Content starts

pub mod auth;
pub mod config;
pub mod db;
pub mod error;
pub mod models;
pub mod profile;
pub mod routes;
pub mod session;
pub mod state;
pub mod store;
pub mod upload;

use std::sync::Arc;

use axum::extract::DefaultBodyLimit;
use axum::http::{HeaderName, HeaderValue};
use axum::Router;
use tower_http::limit::RequestBodyLimitLayer;
use tower_http::set_header::SetResponseHeaderLayer;
use tower_http::trace::TraceLayer;

use crate::profile::ProfileService;
use crate::state::{AppState, SharedState};

/// Room for multipart boundaries and headers around the photo itself.
const MULTIPART_OVERHEAD: usize = 64 * 1024;

pub fn build_app(profiles: ProfileService, max_photo_size: usize) -> Router {
    let state: SharedState = Arc::new(AppState {
        profiles,
        max_photo_size,
    });

    Router::new()
        .merge(routes::api_routes())
        .route("/health", axum::routing::get(health))
        .layer(DefaultBodyLimit::disable())
        .layer(RequestBodyLimitLayer::new(max_photo_size + MULTIPART_OVERHEAD))
        .layer(SetResponseHeaderLayer::overriding(
            HeaderName::from_static("x-content-type-options"),
            HeaderValue::from_static("nosniff"),
        ))
        .layer(SetResponseHeaderLayer::overriding(
            HeaderName::from_static("x-frame-options"),
            HeaderValue::from_static("DENY"),
        ))
        .layer(SetResponseHeaderLayer::overriding(
            HeaderName::from_static("referrer-policy"),
            HeaderValue::from_static("strict-origin-when-cross-origin"),
        ))
        .layer(TraceLayer::new_for_http())
        .with_state(state)
}

async fn health() -> &'static str {
    "ok"
}
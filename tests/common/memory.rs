//! In-process collaborators for the test suite. They keep everything in maps,
//! count calls, can be told to fail and can be held mid-call.

use std::sync::atomic::{AtomicBool, AtomicUsize, Ordering};
use std::sync::{Arc, Mutex};

use async_trait::async_trait;
use bytes::Bytes;
use dashmap::DashMap;
use tokio::sync::Notify;
use uuid::Uuid;

use salon_staff::models::StaffRecord;
use salon_staff::store::{CredentialStore, ObjectStore, StaffDirectory, StoreError, UploadOptions};

struct Account {
    record: StaffRecord,
    password: String,
}

#[derive(Default)]
pub struct MemoryStaffStore {
    accounts: DashMap<Uuid, Account>,
    authenticate_calls: AtomicUsize,
    set_credential_calls: AtomicUsize,
    update_calls: AtomicUsize,
    fail_authenticate: AtomicBool,
    fail_set_credential: AtomicBool,
    fail_update: AtomicBool,
    auth_gate: Mutex<Option<Arc<Notify>>>,
}

impl MemoryStaffStore {
    pub fn new() -> Self {
        Self::default()
    }

    pub fn insert(&self, record: StaffRecord, password: &str) {
        self.accounts.insert(
            record.id,
            Account {
                record,
                password: password.to_string(),
            },
        );
    }

    pub fn record(&self, staff_id: Uuid) -> Option<StaffRecord> {
        self.accounts.get(&staff_id).map(|a| a.record.clone())
    }

    pub fn password(&self, staff_id: Uuid) -> Option<String> {
        self.accounts.get(&staff_id).map(|a| a.password.clone())
    }

    pub fn authenticate_calls(&self) -> usize {
        self.authenticate_calls.load(Ordering::SeqCst)
    }

    pub fn set_credential_calls(&self) -> usize {
        self.set_credential_calls.load(Ordering::SeqCst)
    }

    pub fn update_calls(&self) -> usize {
        self.update_calls.load(Ordering::SeqCst)
    }

    pub fn fail_authenticate(&self, fail: bool) {
        self.fail_authenticate.store(fail, Ordering::SeqCst);
    }

    pub fn fail_set_credential(&self, fail: bool) {
        self.fail_set_credential.store(fail, Ordering::SeqCst);
    }

    pub fn fail_update(&self, fail: bool) {
        self.fail_update.store(fail, Ordering::SeqCst);
    }

    /// Makes `authenticate` wait until the returned handle is notified.
    pub fn hold_authentication(&self) -> Arc<Notify> {
        let gate = Arc::new(Notify::new());
        *self.auth_gate.lock().unwrap_or_else(|e| e.into_inner()) = Some(gate.clone());
        gate
    }

    fn gate(&self) -> Option<Arc<Notify>> {
        self.auth_gate
            .lock()
            .unwrap_or_else(|e| e.into_inner())
            .clone()
    }
}

#[async_trait]
impl CredentialStore for MemoryStaffStore {
    async fn authenticate(
        &self,
        email: &str,
        password: &str,
    ) -> Result<Option<StaffRecord>, StoreError> {
        self.authenticate_calls.fetch_add(1, Ordering::SeqCst);

        if let Some(gate) = self.gate() {
            gate.notified().await;
        }

        if self.fail_authenticate.load(Ordering::SeqCst) {
            return Err(StoreError::from("authenticate unavailable"));
        }

        Ok(self
            .accounts
            .iter()
            .find(|a| a.record.email == email && a.password == password)
            .map(|a| a.record.clone()))
    }

    async fn set_credential(
        &self,
        staff_id: Uuid,
        email: &str,
        password: &str,
    ) -> Result<(), StoreError> {
        self.set_credential_calls.fetch_add(1, Ordering::SeqCst);

        if self.fail_set_credential.load(Ordering::SeqCst) {
            return Err(StoreError::from("set_credential unavailable"));
        }

        let mut account = self
            .accounts
            .get_mut(&staff_id)
            .ok_or_else(|| StoreError::from(format!("Staff member {staff_id} not found")))?;
        account.record.email = email.to_string();
        account.password = password.to_string();
        Ok(())
    }
}

#[async_trait]
impl StaffDirectory for MemoryStaffStore {
    async fn find_by_id(&self, staff_id: Uuid) -> Result<Option<StaffRecord>, StoreError> {
        Ok(self.record(staff_id))
    }

    async fn update_photo_url(
        &self,
        staff_id: Uuid,
        photo_url: Option<&str>,
    ) -> Result<(), StoreError> {
        self.update_calls.fetch_add(1, Ordering::SeqCst);

        if self.fail_update.load(Ordering::SeqCst) {
            return Err(StoreError::from("update unavailable"));
        }

        let mut account = self
            .accounts
            .get_mut(&staff_id)
            .ok_or_else(|| StoreError::from(format!("Staff member {staff_id} not found")))?;
        account.record.photo_url = photo_url.map(str::to_string);
        Ok(())
    }
}

#[derive(Default)]
pub struct MemoryObjectStore {
    objects: DashMap<(String, String), Bytes>,
    upload_calls: AtomicUsize,
    remove_calls: AtomicUsize,
    fail_upload: AtomicBool,
    upload_gate: Mutex<Option<Arc<Notify>>>,
}

impl MemoryObjectStore {
    pub fn new() -> Self {
        Self::default()
    }

    pub fn contains(&self, bucket: &str, path: &str) -> bool {
        self.objects
            .contains_key(&(bucket.to_string(), path.to_string()))
    }

    pub fn object_count(&self) -> usize {
        self.objects.len()
    }

    pub fn upload_calls(&self) -> usize {
        self.upload_calls.load(Ordering::SeqCst)
    }

    pub fn remove_calls(&self) -> usize {
        self.remove_calls.load(Ordering::SeqCst)
    }

    pub fn fail_upload(&self, fail: bool) {
        self.fail_upload.store(fail, Ordering::SeqCst);
    }

    /// Makes the next `upload` wait until the returned handle is notified.
    pub fn hold_uploads(&self) -> Arc<Notify> {
        let gate = Arc::new(Notify::new());
        *self.upload_gate.lock().unwrap_or_else(|e| e.into_inner()) = Some(gate.clone());
        gate
    }
}

#[async_trait]
impl ObjectStore for MemoryObjectStore {
    async fn upload(
        &self,
        bucket: &str,
        key: &str,
        bytes: Bytes,
        options: &UploadOptions,
    ) -> Result<String, StoreError> {
        self.upload_calls.fetch_add(1, Ordering::SeqCst);

        let gate = self
            .upload_gate
            .lock()
            .unwrap_or_else(|e| e.into_inner())
            .take();
        if let Some(gate) = gate {
            gate.notified().await;
        }

        if self.fail_upload.load(Ordering::SeqCst) {
            return Err(StoreError::from("upload unavailable"));
        }

        let id = (bucket.to_string(), key.to_string());
        if !options.upsert && self.objects.contains_key(&id) {
            return Err(StoreError::from(format!("Object {bucket}/{key} already exists")));
        }
        self.objects.insert(id, bytes);
        Ok(key.to_string())
    }

    fn public_url(&self, bucket: &str, path: &str) -> String {
        format!("https://storage.test/{bucket}/{path}")
    }

    async fn remove(&self, bucket: &str, paths: &[String]) -> Result<(), StoreError> {
        self.remove_calls.fetch_add(1, Ordering::SeqCst);
        for path in paths {
            self.objects.remove(&(bucket.to_string(), path.clone()));
        }
        Ok(())
    }
}
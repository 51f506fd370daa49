pub mod extractor;

pub use extractor::CurrentStaff;
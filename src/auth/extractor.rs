use axum::extract::FromRequestParts;
use axum::http::request::Parts;

use crate::error::AppError;
use crate::models::StaffRecord;
use crate::state::SharedState;

/// The staff member held in the session cache.
#[derive(Debug, Clone)]
pub struct CurrentStaff(pub StaffRecord);

impl FromRequestParts<SharedState> for CurrentStaff {
    type Rejection = AppError;

    async fn from_request_parts(
        _parts: &mut Parts,
        state: &SharedState,
    ) -> Result<Self, Self::Rejection> {
        state
            .profiles
            .current()
            .await
            .map(CurrentStaff)
            .ok_or_else(|| AppError::Unauthorized("Not logged in".to_string()))
    }
}
use super::guard::OperationKind;
use crate::models::MIN_PASSWORD_LEN;

#[derive(Debug, Clone, PartialEq)]
pub enum ValidationError {
    Mismatch,
    TooShort,
    MissingFile,
    MissingCredentials,
}

#[derive(Debug, Clone, PartialEq)]
pub enum AuthError {
    WrongCurrentPassword,
    InvalidCredentials,
    Inactive,
}

/// Everything a profile operation can fail with. Collaborator failures are
/// folded into one of these at the service boundary.
#[derive(Debug, Clone, PartialEq)]
pub enum ProfileError {
    Validation(ValidationError),
    Auth(AuthError),
    Upload(String),
    Persistence(String),
    Cache(String),
    InProgress(OperationKind),
}

impl std::fmt::Display for ValidationError {
    fn fmt(&self, f: &mut std::fmt::Formatter<'_>) -> std::fmt::Result {
        match self {
            ValidationError::Mismatch => write!(f, "Passwords do not match"),
            ValidationError::TooShort => write!(
                f,
                "Password must be at least {MIN_PASSWORD_LEN} characters"
            ),
            ValidationError::MissingFile => write!(f, "No photo was selected"),
            ValidationError::MissingCredentials => write!(f, "Email and password are required"),
        }
    }
}

impl std::fmt::Display for AuthError {
    fn fmt(&self, f: &mut std::fmt::Formatter<'_>) -> std::fmt::Result {
        match self {
            AuthError::WrongCurrentPassword => write!(f, "Current password is incorrect"),
            AuthError::InvalidCredentials => write!(f, "Invalid credentials"),
            AuthError::Inactive => write!(f, "Staff account is inactive"),
        }
    }
}

impl std::fmt::Display for ProfileError {
    fn fmt(&self, f: &mut std::fmt::Formatter<'_>) -> std::fmt::Result {
        match self {
            ProfileError::Validation(e) => write!(f, "{e}"),
            ProfileError::Auth(e) => write!(f, "{e}"),
            ProfileError::Upload(msg) => write!(f, "Photo upload failed: {msg}"),
            ProfileError::Persistence(msg) => write!(f, "Saving failed: {msg}"),
            ProfileError::Cache(msg) => write!(f, "Session cache error: {msg}"),
            ProfileError::InProgress(kind) => write!(f, "A {kind} is already in progress"),
        }
    }
}

impl std::error::Error for ProfileError {}

impl From<ValidationError> for ProfileError {
    fn from(err: ValidationError) -> Self {
        ProfileError::Validation(err)
    }
}

impl From<AuthError> for ProfileError {
    fn from(err: AuthError) -> Self {
        ProfileError::Auth(err)
    }
}
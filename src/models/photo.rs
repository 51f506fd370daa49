use bytes::Bytes;

/// A profile photo received from the client.
#[derive(Debug, Clone)]
pub struct PhotoUpload {
    pub file_name: Option<String>,
    pub content_type: Option<String>,
    pub bytes: Bytes,
}

impl PhotoUpload {
    pub fn new(file_name: Option<&str>, content_type: Option<&str>, bytes: impl Into<Bytes>) -> Self {
        Self {
            file_name: file_name.map(str::to_string),
            content_type: content_type.map(str::to_string),
            bytes: bytes.into(),
        }
    }

    /// File extension for the object key: file name first, then content type, then `jpg`.
    pub fn extension(&self) -> String {
        let from_name = self
            .file_name
            .as_deref()
            .and_then(|name| name.rsplit_once('.'))
            .map(|(_, ext)| ext.to_ascii_lowercase())
            .filter(|ext| !ext.is_empty() && ext.chars().all(|c| c.is_ascii_alphanumeric()));

        if let Some(ext) = from_name {
            return ext;
        }

        let from_type = match self.content_type.as_deref() {
            Some("image/png") => Some("png"),
            Some("image/webp") => Some("webp"),
            Some("image/gif") => Some("gif"),
            Some("image/jpeg") | Some("image/jpg") => Some("jpg"),
            _ => None,
        };

        from_type.unwrap_or("jpg").to_string()
    }
}
use axum::http::HeaderMap;

use crate::models::PhotoUpload;

pub const PHOTO_FIELD: &str = "photo";

/// Pulls the `photo` field out of a multipart body. `Ok(None)` when the body is not
/// multipart or the field is absent.
pub async fn parse_photo(headers: &HeaderMap, body: bytes::Bytes) -> Result<Option<PhotoUpload>, String> {
    let Some(content_type) = headers.get("content-type").and_then(|v| v.to_str().ok()) else {
        return Ok(None);
    };

    let boundary = match multer::parse_boundary(content_type) {
        Ok(boundary) => boundary,
        Err(multer::Error::NoMultipart) => return Ok(None),
        Err(e) => return Err(format!("Invalid multipart content type: {e}")),
    };

    let stream = futures_util::stream::once(async { Ok::<_, std::io::Error>(body) });
    let mut multipart = multer::Multipart::new(stream, boundary);

    while let Some(field) = multipart
        .next_field()
        .await
        .map_err(|e| format!("Multipart error: {e}"))?
    {
        if field.name() != Some(PHOTO_FIELD) {
            continue;
        }

        let file_name = field.file_name().map(str::to_string);
        let content_type = field.content_type().map(|m| m.essence_str().to_string());
        let bytes = field
            .bytes()
            .await
            .map_err(|e| format!("Field read error: {e}"))?;

        return Ok(Some(PhotoUpload {
            file_name,
            content_type,
            bytes,
        }));
    }

    Ok(None)
}
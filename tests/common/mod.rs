#![allow(dead_code)]

pub mod memory;

use std::net::SocketAddr;
use std::path::PathBuf;
use std::sync::Arc;

use reqwest::{Client, StatusCode};
use serde_json::{json, Value};
use tempfile::TempDir;
use uuid::Uuid;

use salon_staff::models::{StaffRecord, StaffRole};
use salon_staff::profile::ProfileService;
use salon_staff::session::SessionCache;
use memory::{MemoryObjectStore, MemoryStaffStore};

pub const BUCKET: &str = "funcionarios";
pub const EMAIL: &str = "ana@salao.test";
pub const PASSWORD: &str = "segredo123";

pub fn staff_record() -> StaffRecord {
    StaffRecord {
        id: Uuid::now_v7(),
        name: "Ana Souza".to_string(),
        email: EMAIL.to_string(),
        role: StaffRole::Hairdresser,
        active: true,
        photo_url: Some("https://storage.test/funcionarios/old.jpg".to_string()),
        phone: "+55 11 91234-5678".to_string(),
    }
}

/// A profile service wired to in-memory collaborators and a temporary cache file.
pub struct TestContext {
    pub service: ProfileService,
    pub staff_store: Arc<MemoryStaffStore>,
    pub objects: Arc<MemoryObjectStore>,
    pub staff: StaffRecord,
    pub session_path: PathBuf,
    _dir: TempDir,
}

impl TestContext {
    /// An independent handle on the same cache file, for inspecting what the service wrote.
    pub fn cache(&self) -> SessionCache {
        SessionCache::new(&self.session_path)
    }

    pub async fn cached(&self) -> Option<StaffRecord> {
        self.cache().load().await
    }
}

pub fn context() -> TestContext {
    let dir = tempfile::tempdir().expect("tempdir");
    let session_path = dir.path().join("session.json");

    let staff = staff_record();
    let staff_store = Arc::new(MemoryStaffStore::new());
    staff_store.insert(staff.clone(), PASSWORD);
    let objects = Arc::new(MemoryObjectStore::new());

    let service = ProfileService::new(
        staff_store.clone(),
        staff_store.clone(),
        objects.clone(),
        SessionCache::new(&session_path),
        BUCKET,
    );

    TestContext {
        service,
        staff_store,
        objects,
        staff,
        session_path,
        _dir: dir,
    }
}

/// Same as [`context`] with the staff member already logged in.
pub async fn logged_in() -> TestContext {
    let ctx = context();
    ctx.service
        .login(EMAIL, PASSWORD)
        .await
        .expect("login failed");
    ctx
}

/// A running test server backed by in-memory collaborators.
pub struct TestApp {
    pub addr: SocketAddr,
    pub client: Client,
    pub staff_store: Arc<MemoryStaffStore>,
    pub objects: Arc<MemoryObjectStore>,
    pub staff: StaffRecord,
    pub session_path: PathBuf,
    _dir: TempDir,
}

impl TestApp {
    pub fn url(&self, path: &str) -> String {
        format!("http://{}{}", self.addr, path)
    }

    pub async fn login(&self, email: &str, password: &str) -> (Value, StatusCode) {
        let resp = self
            .client
            .post(self.url("/api/v1/session"))
            .json(&json!({ "email": email, "password": password }))
            .send()
            .await
            .expect("login request failed");
        let status = resp.status();
        let body: Value = resp.json().await.unwrap_or(json!(null));
        (body, status)
    }

    /// Log in with the seeded staff member and assert success.
    pub async fn bootstrap(&self) -> Value {
        let (body, status) = self.login(EMAIL, PASSWORD).await;
        assert_eq!(status, StatusCode::OK, "bootstrap login failed: {body}");
        body
    }

    pub async fn get(&self, path: &str) -> (Value, StatusCode) {
        let resp = self
            .client
            .get(self.url(path))
            .send()
            .await
            .expect("get request failed");
        let status = resp.status();
        let body: Value = resp.json().await.unwrap_or(json!(null));
        (body, status)
    }

    pub async fn post(&self, path: &str) -> (Value, StatusCode) {
        let resp = self
            .client
            .post(self.url(path))
            .send()
            .await
            .expect("post request failed");
        let status = resp.status();
        let body: Value = resp.json().await.unwrap_or(json!(null));
        (body, status)
    }

    pub async fn put_json(&self, path: &str, body: &Value) -> (Value, StatusCode) {
        let resp = self
            .client
            .put(self.url(path))
            .json(body)
            .send()
            .await
            .expect("put request failed");
        let status = resp.status();
        let body: Value = resp.json().await.unwrap_or(json!(null));
        (body, status)
    }

    pub async fn put_photo(&self, file_name: &str, bytes: Vec<u8>) -> (Value, StatusCode) {
        let part = reqwest::multipart::Part::bytes(bytes)
            .file_name(file_name.to_string())
            .mime_str("image/png")
            .expect("valid mime");
        let form = reqwest::multipart::Form::new().part("photo", part);
        let resp = self
            .client
            .put(self.url("/api/v1/profile/photo"))
            .multipart(form)
            .send()
            .await
            .expect("photo request failed");
        let status = resp.status();
        let body: Value = resp.json().await.unwrap_or(json!(null));
        (body, status)
    }

    pub async fn delete(&self, path: &str) -> (Value, StatusCode) {
        let resp = self
            .client
            .delete(self.url(path))
            .send()
            .await
            .expect("delete request failed");
        let status = resp.status();
        let body: Value = resp.json().await.unwrap_or(json!(null));
        (body, status)
    }
}

pub const MAX_PHOTO_SIZE: usize = 1024;

pub async fn spawn_app() -> TestApp {
    let ctx = context();
    let TestContext {
        service,
        staff_store,
        objects,
        staff,
        session_path,
        _dir,
    } = ctx;

    let app = salon_staff::build_app(service, MAX_PHOTO_SIZE);

    // Bind to random port
    let listener = tokio::net::TcpListener::bind("127.0.0.1:0")
        .await
        .expect("Failed to bind to random port");
    let addr = listener.local_addr().unwrap();

    tokio::spawn(async move {
        axum::serve(listener, app).await.expect("Server failed");
    });

    TestApp {
        addr,
        client: Client::new(),
        staff_store,
        objects,
        staff,
        session_path,
        _dir,
    }
}
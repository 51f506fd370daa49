use std::fmt;
use std::sync::Arc;

use dashmap::DashMap;
use dashmap::mapref::entry::Entry;
use uuid::Uuid;

#[derive(Debug, Clone, Copy, PartialEq, Eq, Hash)]
pub enum OperationKind {
    Photo,
    Password,
}

impl fmt::Display for OperationKind {
    fn fmt(&self, f: &mut fmt::Formatter<'_>) -> fmt::Result {
        match self {
            OperationKind::Photo => f.write_str("photo update"),
            OperationKind::Password => f.write_str("password change"),
        }
    }
}

/// At most one in-flight operation per (staff, kind).
#[derive(Clone, Default)]
pub struct InFlightGuard {
    /// (staff_id, kind) -> ()
    entries: Arc<DashMap<(Uuid, OperationKind), ()>>,
}

impl InFlightGuard {
    pub fn new() -> Self {
        Self::default()
    }

    /// Claims the slot, or returns `None` if an operation of this kind is already running.
    pub fn try_begin(&self, staff_id: Uuid, kind: OperationKind) -> Option<InFlight> {
        let key = (staff_id, kind);
        match self.entries.entry(key) {
            Entry::Occupied(_) => None,
            Entry::Vacant(slot) => {
                slot.insert(());
                Some(InFlight {
                    entries: self.entries.clone(),
                    key,
                })
            }
        }
    }

    pub fn is_running(&self, staff_id: Uuid, kind: OperationKind) -> bool {
        self.entries.contains_key(&(staff_id, kind))
    }
}

/// Releases its slot when dropped.
pub struct InFlight {
    entries: Arc<DashMap<(Uuid, OperationKind), ()>>,
    key: (Uuid, OperationKind),
}

impl Drop for InFlight {
    fn drop(&mut self) {
        self.entries.remove(&self.key);
    }
}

Content ends

(What to produce): Return every line from the material that contains the word "SessionCache".

(Written answer):
use salon_staff::session::SessionCache;
    pub fn cache(&self) -> SessionCache {
        SessionCache::new(&self.session_path)
        SessionCache::new(&session_path),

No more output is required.